» **Brief**
Only one span of the listing below is wanted: the lines from the one with "assert_eq!(desc.size_in_bytes, 2);" through the one with "let mut reg = TypeRegistry::builtin();", reproduced exactly, both ends kept.

=== Data extract ===

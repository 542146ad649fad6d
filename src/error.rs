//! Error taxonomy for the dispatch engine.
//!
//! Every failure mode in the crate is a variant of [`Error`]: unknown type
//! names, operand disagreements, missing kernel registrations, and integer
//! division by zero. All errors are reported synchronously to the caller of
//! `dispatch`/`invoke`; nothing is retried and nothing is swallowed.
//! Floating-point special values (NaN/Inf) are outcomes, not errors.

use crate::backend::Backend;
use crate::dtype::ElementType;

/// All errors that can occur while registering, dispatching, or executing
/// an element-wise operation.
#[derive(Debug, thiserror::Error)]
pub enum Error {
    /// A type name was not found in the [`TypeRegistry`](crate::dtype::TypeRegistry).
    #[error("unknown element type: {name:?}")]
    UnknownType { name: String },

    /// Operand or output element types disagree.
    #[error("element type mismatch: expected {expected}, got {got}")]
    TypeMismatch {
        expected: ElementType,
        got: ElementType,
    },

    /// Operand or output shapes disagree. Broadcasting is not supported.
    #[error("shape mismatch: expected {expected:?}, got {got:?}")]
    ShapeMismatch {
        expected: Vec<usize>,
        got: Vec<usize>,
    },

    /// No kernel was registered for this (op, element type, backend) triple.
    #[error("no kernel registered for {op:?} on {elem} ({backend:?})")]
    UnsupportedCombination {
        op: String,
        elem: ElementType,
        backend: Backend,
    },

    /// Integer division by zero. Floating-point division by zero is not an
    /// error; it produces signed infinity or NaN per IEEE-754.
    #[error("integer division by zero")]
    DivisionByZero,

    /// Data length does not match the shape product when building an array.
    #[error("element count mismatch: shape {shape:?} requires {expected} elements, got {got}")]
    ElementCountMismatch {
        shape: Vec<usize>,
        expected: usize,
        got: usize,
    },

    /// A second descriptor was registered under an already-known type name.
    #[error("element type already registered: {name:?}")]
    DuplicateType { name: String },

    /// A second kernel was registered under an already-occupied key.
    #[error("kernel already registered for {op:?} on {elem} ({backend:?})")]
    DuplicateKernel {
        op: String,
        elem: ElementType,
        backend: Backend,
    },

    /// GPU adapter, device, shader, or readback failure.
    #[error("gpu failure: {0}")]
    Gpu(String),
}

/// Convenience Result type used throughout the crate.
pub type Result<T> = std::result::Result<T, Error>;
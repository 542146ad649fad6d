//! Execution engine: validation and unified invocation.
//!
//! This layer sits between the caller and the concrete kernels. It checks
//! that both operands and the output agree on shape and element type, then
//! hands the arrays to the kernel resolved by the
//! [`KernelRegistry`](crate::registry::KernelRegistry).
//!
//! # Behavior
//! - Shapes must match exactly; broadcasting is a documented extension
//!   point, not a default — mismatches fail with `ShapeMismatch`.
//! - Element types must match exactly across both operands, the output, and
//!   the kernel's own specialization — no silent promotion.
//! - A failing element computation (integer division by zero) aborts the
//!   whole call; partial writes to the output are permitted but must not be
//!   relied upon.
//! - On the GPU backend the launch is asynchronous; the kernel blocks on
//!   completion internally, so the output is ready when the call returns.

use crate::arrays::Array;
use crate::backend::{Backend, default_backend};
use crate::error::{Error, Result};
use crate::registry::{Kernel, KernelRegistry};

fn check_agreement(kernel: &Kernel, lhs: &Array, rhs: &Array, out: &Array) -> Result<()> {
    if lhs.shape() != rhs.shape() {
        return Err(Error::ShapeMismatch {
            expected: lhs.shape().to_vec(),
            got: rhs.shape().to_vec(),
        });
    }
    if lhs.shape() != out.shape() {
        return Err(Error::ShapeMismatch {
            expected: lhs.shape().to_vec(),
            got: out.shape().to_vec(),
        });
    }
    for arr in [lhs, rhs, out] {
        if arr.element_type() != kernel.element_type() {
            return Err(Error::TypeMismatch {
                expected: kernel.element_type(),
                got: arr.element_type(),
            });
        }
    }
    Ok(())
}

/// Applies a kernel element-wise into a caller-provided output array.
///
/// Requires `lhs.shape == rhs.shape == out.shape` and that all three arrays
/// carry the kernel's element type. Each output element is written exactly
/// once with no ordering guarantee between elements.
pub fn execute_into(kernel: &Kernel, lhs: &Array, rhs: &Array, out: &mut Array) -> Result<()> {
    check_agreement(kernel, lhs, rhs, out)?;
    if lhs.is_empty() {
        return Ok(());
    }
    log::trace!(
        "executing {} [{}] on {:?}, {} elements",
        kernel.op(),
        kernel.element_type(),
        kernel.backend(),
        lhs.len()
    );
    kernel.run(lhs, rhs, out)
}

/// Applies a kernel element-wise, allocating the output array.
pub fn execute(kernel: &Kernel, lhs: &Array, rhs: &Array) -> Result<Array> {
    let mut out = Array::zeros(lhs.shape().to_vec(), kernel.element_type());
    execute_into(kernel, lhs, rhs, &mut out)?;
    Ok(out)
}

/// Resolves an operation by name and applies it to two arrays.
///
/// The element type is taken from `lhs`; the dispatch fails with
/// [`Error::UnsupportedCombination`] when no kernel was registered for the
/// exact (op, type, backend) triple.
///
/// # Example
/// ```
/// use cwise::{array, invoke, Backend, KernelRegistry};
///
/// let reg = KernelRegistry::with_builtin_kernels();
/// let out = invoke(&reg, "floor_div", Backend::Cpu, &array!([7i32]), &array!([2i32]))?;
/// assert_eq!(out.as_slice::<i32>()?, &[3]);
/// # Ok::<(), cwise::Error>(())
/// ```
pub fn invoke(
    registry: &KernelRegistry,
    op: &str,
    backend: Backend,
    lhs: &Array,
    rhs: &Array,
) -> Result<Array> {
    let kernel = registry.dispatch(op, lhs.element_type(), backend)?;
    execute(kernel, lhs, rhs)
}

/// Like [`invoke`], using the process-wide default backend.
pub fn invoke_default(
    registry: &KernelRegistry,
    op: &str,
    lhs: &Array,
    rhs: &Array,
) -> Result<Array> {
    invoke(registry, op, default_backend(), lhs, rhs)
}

===
=== Data extract ===

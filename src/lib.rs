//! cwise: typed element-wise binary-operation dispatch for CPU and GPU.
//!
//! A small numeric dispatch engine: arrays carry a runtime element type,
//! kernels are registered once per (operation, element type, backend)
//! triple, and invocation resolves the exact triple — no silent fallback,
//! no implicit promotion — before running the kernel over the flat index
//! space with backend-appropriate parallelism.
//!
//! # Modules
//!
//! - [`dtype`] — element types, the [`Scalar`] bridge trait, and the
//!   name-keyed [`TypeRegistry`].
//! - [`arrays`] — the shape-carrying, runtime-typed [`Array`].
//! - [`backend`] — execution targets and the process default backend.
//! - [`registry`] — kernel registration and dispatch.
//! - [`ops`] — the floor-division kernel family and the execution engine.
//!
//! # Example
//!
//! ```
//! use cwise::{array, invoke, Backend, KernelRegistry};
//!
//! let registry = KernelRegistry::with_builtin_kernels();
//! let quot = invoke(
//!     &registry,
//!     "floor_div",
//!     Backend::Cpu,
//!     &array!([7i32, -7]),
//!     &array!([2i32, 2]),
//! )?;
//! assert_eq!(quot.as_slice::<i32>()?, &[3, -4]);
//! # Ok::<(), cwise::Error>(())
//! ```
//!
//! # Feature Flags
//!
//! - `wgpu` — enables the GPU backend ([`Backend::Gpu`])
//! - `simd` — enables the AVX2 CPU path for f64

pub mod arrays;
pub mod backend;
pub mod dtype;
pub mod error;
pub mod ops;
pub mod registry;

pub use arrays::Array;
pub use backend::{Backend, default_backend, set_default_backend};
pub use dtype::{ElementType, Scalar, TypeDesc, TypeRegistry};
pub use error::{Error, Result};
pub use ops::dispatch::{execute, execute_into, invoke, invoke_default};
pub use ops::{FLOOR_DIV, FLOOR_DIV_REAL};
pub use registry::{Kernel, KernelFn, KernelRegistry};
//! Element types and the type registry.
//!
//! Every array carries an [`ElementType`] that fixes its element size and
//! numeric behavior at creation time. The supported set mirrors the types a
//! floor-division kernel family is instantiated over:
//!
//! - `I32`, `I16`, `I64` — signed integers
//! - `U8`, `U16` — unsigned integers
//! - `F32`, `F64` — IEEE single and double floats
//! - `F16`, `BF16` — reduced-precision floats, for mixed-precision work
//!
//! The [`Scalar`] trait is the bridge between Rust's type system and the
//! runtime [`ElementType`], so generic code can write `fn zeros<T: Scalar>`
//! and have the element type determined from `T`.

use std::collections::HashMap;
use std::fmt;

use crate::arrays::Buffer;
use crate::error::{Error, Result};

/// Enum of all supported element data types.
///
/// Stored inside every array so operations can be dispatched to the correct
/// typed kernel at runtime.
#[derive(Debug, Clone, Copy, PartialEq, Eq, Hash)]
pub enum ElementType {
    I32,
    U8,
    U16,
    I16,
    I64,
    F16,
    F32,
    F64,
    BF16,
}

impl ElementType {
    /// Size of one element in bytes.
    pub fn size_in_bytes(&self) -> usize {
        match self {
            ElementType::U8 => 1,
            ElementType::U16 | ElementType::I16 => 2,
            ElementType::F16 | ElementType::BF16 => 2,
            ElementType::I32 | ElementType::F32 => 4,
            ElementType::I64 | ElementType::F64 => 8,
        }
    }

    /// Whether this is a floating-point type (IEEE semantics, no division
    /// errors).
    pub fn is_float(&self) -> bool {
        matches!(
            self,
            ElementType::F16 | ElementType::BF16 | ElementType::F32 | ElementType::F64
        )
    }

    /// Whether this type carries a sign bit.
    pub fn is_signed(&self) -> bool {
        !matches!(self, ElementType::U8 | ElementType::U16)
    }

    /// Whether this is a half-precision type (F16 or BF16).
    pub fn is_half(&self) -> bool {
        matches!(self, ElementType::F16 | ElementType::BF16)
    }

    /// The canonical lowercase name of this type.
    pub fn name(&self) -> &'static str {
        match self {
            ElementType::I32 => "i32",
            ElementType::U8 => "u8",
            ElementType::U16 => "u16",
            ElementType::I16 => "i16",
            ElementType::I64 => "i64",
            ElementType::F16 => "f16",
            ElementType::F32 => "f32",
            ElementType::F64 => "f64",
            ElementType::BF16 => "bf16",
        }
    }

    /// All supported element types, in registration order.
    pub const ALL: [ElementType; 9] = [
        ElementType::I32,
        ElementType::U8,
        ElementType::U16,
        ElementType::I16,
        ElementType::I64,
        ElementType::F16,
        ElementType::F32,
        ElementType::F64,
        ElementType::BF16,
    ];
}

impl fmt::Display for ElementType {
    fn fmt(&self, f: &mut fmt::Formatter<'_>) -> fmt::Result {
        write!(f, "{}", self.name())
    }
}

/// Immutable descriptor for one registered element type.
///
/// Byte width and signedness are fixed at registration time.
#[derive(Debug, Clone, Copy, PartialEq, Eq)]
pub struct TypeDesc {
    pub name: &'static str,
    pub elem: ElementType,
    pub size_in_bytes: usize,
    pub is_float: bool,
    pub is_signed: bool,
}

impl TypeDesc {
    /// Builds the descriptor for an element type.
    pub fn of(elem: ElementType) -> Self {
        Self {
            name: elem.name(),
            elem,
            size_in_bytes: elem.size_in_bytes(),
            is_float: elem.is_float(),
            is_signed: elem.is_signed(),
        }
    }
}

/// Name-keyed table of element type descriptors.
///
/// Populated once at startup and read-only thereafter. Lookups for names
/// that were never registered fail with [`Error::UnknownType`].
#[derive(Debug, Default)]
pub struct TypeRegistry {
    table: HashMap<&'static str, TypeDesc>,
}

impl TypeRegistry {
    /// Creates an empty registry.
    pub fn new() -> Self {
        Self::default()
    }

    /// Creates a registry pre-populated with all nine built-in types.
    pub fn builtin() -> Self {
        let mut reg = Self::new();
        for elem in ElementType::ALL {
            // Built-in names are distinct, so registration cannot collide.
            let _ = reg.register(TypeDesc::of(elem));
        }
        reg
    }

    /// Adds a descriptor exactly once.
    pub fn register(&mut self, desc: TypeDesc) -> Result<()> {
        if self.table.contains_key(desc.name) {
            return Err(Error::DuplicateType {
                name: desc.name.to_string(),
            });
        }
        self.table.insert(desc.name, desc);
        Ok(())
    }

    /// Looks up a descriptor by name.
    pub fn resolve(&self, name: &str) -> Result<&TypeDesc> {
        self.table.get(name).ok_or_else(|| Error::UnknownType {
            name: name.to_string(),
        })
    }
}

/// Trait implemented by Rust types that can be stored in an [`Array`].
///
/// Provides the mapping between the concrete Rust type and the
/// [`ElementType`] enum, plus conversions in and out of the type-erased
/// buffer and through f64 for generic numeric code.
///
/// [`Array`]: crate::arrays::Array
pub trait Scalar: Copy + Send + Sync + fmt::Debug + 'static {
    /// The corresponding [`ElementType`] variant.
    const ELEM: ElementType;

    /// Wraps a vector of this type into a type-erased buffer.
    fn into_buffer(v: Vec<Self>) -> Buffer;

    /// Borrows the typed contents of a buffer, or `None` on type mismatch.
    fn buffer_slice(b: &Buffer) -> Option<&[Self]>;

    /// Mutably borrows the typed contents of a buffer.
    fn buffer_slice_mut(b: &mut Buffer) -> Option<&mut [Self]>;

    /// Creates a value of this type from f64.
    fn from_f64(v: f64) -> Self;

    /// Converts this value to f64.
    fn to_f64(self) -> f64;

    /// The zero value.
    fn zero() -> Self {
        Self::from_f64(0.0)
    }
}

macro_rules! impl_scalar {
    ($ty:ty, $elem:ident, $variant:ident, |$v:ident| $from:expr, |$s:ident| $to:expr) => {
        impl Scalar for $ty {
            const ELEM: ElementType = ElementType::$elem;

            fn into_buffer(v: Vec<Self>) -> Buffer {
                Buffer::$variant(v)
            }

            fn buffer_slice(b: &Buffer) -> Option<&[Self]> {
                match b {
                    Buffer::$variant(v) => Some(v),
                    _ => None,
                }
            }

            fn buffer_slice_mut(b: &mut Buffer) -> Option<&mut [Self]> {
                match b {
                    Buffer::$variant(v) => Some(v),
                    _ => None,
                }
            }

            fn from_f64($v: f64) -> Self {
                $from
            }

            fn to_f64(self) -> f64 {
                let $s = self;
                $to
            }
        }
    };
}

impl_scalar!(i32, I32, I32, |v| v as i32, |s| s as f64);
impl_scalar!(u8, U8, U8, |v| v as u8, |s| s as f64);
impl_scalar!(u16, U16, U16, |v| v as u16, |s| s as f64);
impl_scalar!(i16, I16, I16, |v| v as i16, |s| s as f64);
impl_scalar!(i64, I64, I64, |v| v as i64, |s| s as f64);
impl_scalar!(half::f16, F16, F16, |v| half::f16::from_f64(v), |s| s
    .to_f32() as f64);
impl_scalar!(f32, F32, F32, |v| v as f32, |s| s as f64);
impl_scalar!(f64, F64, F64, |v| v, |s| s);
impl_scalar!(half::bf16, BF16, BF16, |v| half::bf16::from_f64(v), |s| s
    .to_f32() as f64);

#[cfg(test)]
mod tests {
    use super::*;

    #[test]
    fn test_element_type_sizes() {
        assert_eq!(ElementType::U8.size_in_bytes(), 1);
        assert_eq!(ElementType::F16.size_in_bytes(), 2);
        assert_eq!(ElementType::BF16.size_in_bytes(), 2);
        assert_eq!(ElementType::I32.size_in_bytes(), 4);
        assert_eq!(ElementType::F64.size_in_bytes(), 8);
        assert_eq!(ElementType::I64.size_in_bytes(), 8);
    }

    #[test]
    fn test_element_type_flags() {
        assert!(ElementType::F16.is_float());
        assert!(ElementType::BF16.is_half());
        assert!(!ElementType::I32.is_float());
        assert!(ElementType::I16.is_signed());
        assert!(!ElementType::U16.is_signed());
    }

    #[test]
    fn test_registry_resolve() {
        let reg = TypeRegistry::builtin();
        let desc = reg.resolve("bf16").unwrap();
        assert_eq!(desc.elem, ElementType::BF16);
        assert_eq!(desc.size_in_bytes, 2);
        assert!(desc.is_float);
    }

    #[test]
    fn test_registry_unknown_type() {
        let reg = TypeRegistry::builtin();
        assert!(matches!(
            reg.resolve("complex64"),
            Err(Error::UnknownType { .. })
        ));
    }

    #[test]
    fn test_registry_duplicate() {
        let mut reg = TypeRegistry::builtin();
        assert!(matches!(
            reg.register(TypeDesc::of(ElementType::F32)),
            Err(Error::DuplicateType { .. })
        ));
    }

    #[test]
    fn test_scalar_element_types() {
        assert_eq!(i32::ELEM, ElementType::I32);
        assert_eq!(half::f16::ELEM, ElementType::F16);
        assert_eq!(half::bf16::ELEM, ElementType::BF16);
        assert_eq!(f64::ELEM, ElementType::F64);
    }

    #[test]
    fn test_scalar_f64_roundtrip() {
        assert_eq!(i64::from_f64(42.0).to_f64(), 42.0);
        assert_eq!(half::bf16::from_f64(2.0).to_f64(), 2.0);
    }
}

===

» **Task result**
        assert_eq!(desc.size_in_bytes, 2);
        assert!(desc.is_float);
    }

    #[test]
    fn test_registry_unknown_type() {
        let reg = TypeRegistry::builtin();
        assert!(matches!(
            reg.resolve("complex64"),
            Err(Error::UnknownType { .. })
        ));
    }

    #[test]
    fn test_registry_duplicate() {
        let mut reg = TypeRegistry::builtin();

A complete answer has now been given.